**Exercise goal:** Extract the entries in their exact form.

**Stored items:**

┄┄┄┄┄┄┄┄┄┄┄┄┄┄┄┄┄┄┄┄

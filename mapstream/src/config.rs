//! Pipeline tuning knobs.
//!
//! These arrive as plain data from whatever configuration loader the host
//! application uses; the library only defines the shape and the defaults.

use std::time::Duration;

use serde::Deserialize;

/// Default idle age before a tile record is swept out of the cache table.
pub const DEFAULT_MAX_IDLE: Duration = Duration::from_secs(5);

/// Default wait timeout for the download worker when no work exists.
pub const DEFAULT_DOWNLOAD_WAIT: Duration = Duration::from_secs(10);

/// Default wait timeout for the decode worker when no work exists.
pub const DEFAULT_DECODE_WAIT: Duration = Duration::from_secs(10);

/// Default number of pixel-buffer slots per resolution tier.
pub const DEFAULT_SLOTS_PER_TIER: usize = 8;

/// Default edge length, in pixels, of a fully decoded tile.
pub const DEFAULT_TILE_PIXELS: u16 = 256;

/// Default resolution tier count of the imagery pyramid.
pub const DEFAULT_PYRAMID_TIERS: u8 = 3;

/// Tuning for the cache table, workers and buffer pool.
#[derive(Debug, Clone, Deserialize)]
#[serde(default)]
pub struct PipelineConfig {
    /// Records not requested for longer than this are swept.
    #[serde(with = "duration_secs")]
    pub max_idle: Duration,

    /// Download worker wait-with-timeout; also the transient-failure retry
    /// reset window.
    #[serde(with = "duration_secs")]
    pub download_wait: Duration,

    /// Decode worker wait-with-timeout.
    #[serde(with = "duration_secs")]
    pub decode_wait: Duration,

    /// Fixed slot count for every pool tier.
    pub slots_per_tier: usize,

    /// Edge length of a fully decoded tile; coarser tiers halve it per
    /// step. Pool slots are sized from this at construction.
    pub tile_pixels: u16,

    /// Tier count of the imagery pyramid the pool provisions for.
    pub pyramid_tiers: u8,
}

impl Default for PipelineConfig {
    fn default() -> Self {
        Self {
            max_idle: DEFAULT_MAX_IDLE,
            download_wait: DEFAULT_DOWNLOAD_WAIT,
            decode_wait: DEFAULT_DECODE_WAIT,
            slots_per_tier: DEFAULT_SLOTS_PER_TIER,
            tile_pixels: DEFAULT_TILE_PIXELS,
            pyramid_tiers: DEFAULT_PYRAMID_TIERS,
        }
    }
}

mod duration_secs {
    use std::time::Duration;

    use serde::{Deserialize, Deserializer};

    pub fn deserialize<'de, D>(deserializer: D) -> Result<Duration, D::Error>
    where
        D: Deserializer<'de>,
    {
        let secs = f64::deserialize(deserializer)?;
        Ok(Duration::from_secs_f64(secs))
    }
}

#[cfg(test)]
mod tests {
    use super::*;

    #[test]
    fn test_defaults_match_documented_windows() {
        let config = PipelineConfig::default();
        assert_eq!(config.max_idle, Duration::from_secs(5));
        assert_eq!(config.download_wait, Duration::from_secs(10));
        assert_eq!(config.slots_per_tier, 8);
    }
}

┄┄┄┄┄┄┄┄┄┄┄┄┄┄┄┄┄┄┄┄

**Answer box:**
filename mapstream/src/config.rs
//! Pipeline tuning knobs.
//!
//! These arrive as plain data from whatever configuration loader the host
//! application uses; the library only defines the shape and the defaults.

use std::time::Duration;

use serde::Deserialize;

/// Default idle age before a tile record is swept out of the cache table.
pub const DEFAULT_MAX_IDLE: Duration = Duration::from_secs(5);

/// Default wait timeout for the download worker when no work exists.
pub const DEFAULT_DOWNLOAD_WAIT: Duration = Duration::from_secs(10);

/// Default wait timeout for the decode worker when no work exists.
pub const DEFAULT_DECODE_WAIT: Duration = Duration::from_secs(10);

/// Default number of pixel-buffer slots per resolution tier.
pub const DEFAULT_SLOTS_PER_TIER: usize = 8;

/// Default edge length, in pixels, of a fully decoded tile.
pub const DEFAULT_TILE_PIXELS: u16 = 256;

/// Default resolution tier count of the imagery pyramid.
pub const DEFAULT_PYRAMID_TIERS: u8 = 3;

/// Tuning for the cache table, workers and buffer pool.
#[derive(Debug, Clone, Deserialize)]
#[serde(default)]
pub struct PipelineConfig {
    /// Records not requested for longer than this are swept.
    #[serde(with = "duration_secs")]
    pub max_idle: Duration,

    /// Download worker wait-with-timeout; also the transient-failure retry
    /// reset window.
    #[serde(with = "duration_secs")]
    pub download_wait: Duration,

    /// Decode worker wait-with-timeout.
    #[serde(with = "duration_secs")]
    pub decode_wait: Duration,

    /// Fixed slot count for every pool tier.
    pub slots_per_tier: usize,

    /// Edge length of a fully decoded tile; coarser tiers halve it per
    /// step. Pool slots are sized from this at construction.
    pub tile_pixels: u16,

    /// Tier count of the imagery pyramid the pool provisions for.
    pub pyramid_tiers: u8,
}

impl Default for PipelineConfig {
    fn default() -> Self {
        Self {
            max_idle: DEFAULT_MAX_IDLE,
            download_wait: DEFAULT_DOWNLOAD_WAIT,
            decode_wait: DEFAULT_DECODE_WAIT,
            slots_per_tier: DEFAULT_SLOTS_PER_TIER,
            tile_pixels: DEFAULT_TILE_PIXELS,
            pyramid_tiers: DEFAULT_PYRAMID_TIERS,
        }
    }
}

mod duration_secs {
    use std::time::Duration;

    use serde::{Deserialize, Deserializer};

    pub fn deserialize<'de, D>(deserializer: D) -> Result<Duration, D::Error>
    where
        D: Deserializer<'de>,
    {
        let secs = f64::deserialize(deserializer)?;
        Ok(Duration::from_secs_f64(secs))
    }
}

#[cfg(test)]
mod tests {
    use super::*;

    #[test]
    fn test_defaults_match_documented_windows() {
        let config = PipelineConfig::default();
        assert_eq!(config.max_idle, Duration::from_secs(5));
        assert_eq!(config.download_wait, Duration::from_secs(10));
        assert_eq!(config.slots_per_tier, 8);
    }
}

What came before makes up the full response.